In calculus, an antiderivative is a function whose derivative is the original function. It's the reverse process of differentiation. Instead of finding the rate of change, you're looking to find the original function.
The antiderivative, or indefinite integral, of a function returns all functions whose derivative is the integrand. It is written as an integral sign with a function and a differential. The result includes a constant of integration (usually denoted by \( C \)) because differentiation of a constant is zero, and any constant would disappear when taking the derivative.

• For example, if you have \( f'(x) = 2x \), the antiderivative would be \( f(x) = x^2 + C \).
• The presence of \( C \) accounts for the fact that multiple functions could have the same derivative.

Finding an antiderivative requires familiarity with basic derivative rules, and sometimes some trial and error. With practice, recognizing patterns in derivatives can make finding antiderivatives quicker and easier.

The substitution method is a powerful technique for evaluating indefinite integrals. It simplifies the integration process by changing variables to make integration more straightforward.
Here's how it works:

• Select a substitution: Choose a part of the integrand to substitute with a single variable. For instance, in this exercise, \( u = \frac{\theta}{3} \) was chosen.
• Differentiate: Find the differential of your substitution (\( du \)). Here, \( du = \frac{1}{3} \, d\theta \), so \( d\theta = 3 \, du \).
• Rewrite the integral: Substitute all parts of \( \theta \) in the integral. Replace \( \sin(\theta/3) \) and \( d\theta \) with \( \sin(u) \) and \( 3 \, du \) respectively.

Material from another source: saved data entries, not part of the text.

//! Weekday → economic-calendar view.

use anyhow::Result;
use chrono::Weekday;
use std::collections::HashMap;

use crate::config::{parse_weekday, CalendarConfig};
use crate::types::CalendarView;

/// Picks the calendar view for econ jobs that do not pin one.
#[derive(Debug, Clone, PartialEq)]
pub struct ViewSelector {
    default: CalendarView,
    by_day: HashMap<Weekday, CalendarView>,
}

impl Default for ViewSelector {
    /// Sunday previews the week ahead; every other day shows today.
    fn default() -> Self {
        Self {
            default: CalendarView::Today,
            by_day: HashMap::from([(Weekday::Sun, CalendarView::ThisWeek)]),
        }
    }
}

impl ViewSelector {
    pub fn new(default: CalendarView, by_day: HashMap<Weekday, CalendarView>) -> Self {
        Self { default, by_day }
    }

    pub fn from_config(cfg: &CalendarConfig) -> Result<Self> {
        let by_day = cfg
            .views
            .iter()
            .map(|(day, view)| Ok((parse_weekday(day)?, *view)))
            .collect::<Result<HashMap<_, _>>>()?;
        Ok(Self::new(cfg.default_view, by_day))
    }

    pub fn view_for(&self, day: Weekday) -> CalendarView {
        self.by_day.get(&day).copied().unwrap_or(self.default)
    }
}
use std::rc::Rc;
use wasm_bindgen::JsCast;
use web_sys::Element;

mod components;
mod config;
mod model;
mod state;
mod util;

use components::app::{App, AppProps};
use config::CarouselConfig;
use model::Slide;

const ROOT_ID: &str = "story-root";
const SLIDE_IMAGES: &str = ".story-slide img";
const CONFIG_ATTR: &str = "data-carousel-config";

/// Slides from the static fallback markup, in document order.
fn read_slides(root: &Element) -> Vec<Slide> {
    let Ok(images) = root.query_selector_all(SLIDE_IMAGES) else {
        return Vec::new();
    };
    (0..images.length())
        .filter_map(|i| images.item(i))
        .filter_map(|node| node.dyn_into::<Element>().ok())
        .filter_map(|img| {
            Some(Slide {
                src: img.get_attribute("src")?,
                alt: img.get_attribute("alt").unwrap_or_default(),
            })
        })
        .collect()
}

fn main() {
    console_error_panic_hook::set_once();
    console_log::init_with_level(log::Level::Info).expect("Failed to initialize logger");

    let Some(root) = web_sys::window()
        .and_then(|w| w.document())
        .and_then(|d| d.get_element_by_id(ROOT_ID))
    else {
        log::info!("story: no #{ROOT_ID} on this page, carousel disabled");
        return;
    };
    let slides = read_slides(&root);
    if slides.is_empty() {
        log::info!("story: no slides found, carousel disabled");
        return;
    }
    let config = CarouselConfig::from_json_or_default(root.get_attribute(CONFIG_ATTR).as_deref());
    log::info!("story: mounting carousel with {} slides", slides.len());

    // Replaces the static markup inside the root.
    yew::Renderer::<App>::with_root_and_props(
        root,
        AppProps {
            slides: Rc::new(slides),
            config: Rc::new(config),
        },
    )
    .render();
}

The integral then becomes \( 21 \int \sin(u) \, du \).
• Integrate: Perform the integration with respect to \( u \).
• Substitute back: After integrating, replace \( u \) with the original expression to revert to the original variable.

This technique is especially effective when the integrand includes a composite function, as it is easier to integrate the substituted expression.

Trigonometric functions, like sine and cosine, are fundamental in calculus, especially in integration and differentiation.
In this exercise, the function \( \sin(\theta/3) \) is an example of a trigonometric function within an integral. Such functions often require specific techniques for integration.
The properties of trigonometric functions that are largely used in integration include:

• The derivative of \( \sin(x) \) is \( \cos(x) \).
• The integral of \( \sin(x) \) is \( -\cos(x) + C \).
• Trig identities may be applied to simplify integrands.

Being comfortable with these basic trigonometric properties, and knowing when to apply identities, aids vastly in solving integrals involving these functions. Trigonometric functions appear frequently in problems involving periodic phenomena or angular measurements, making them vital for calculus.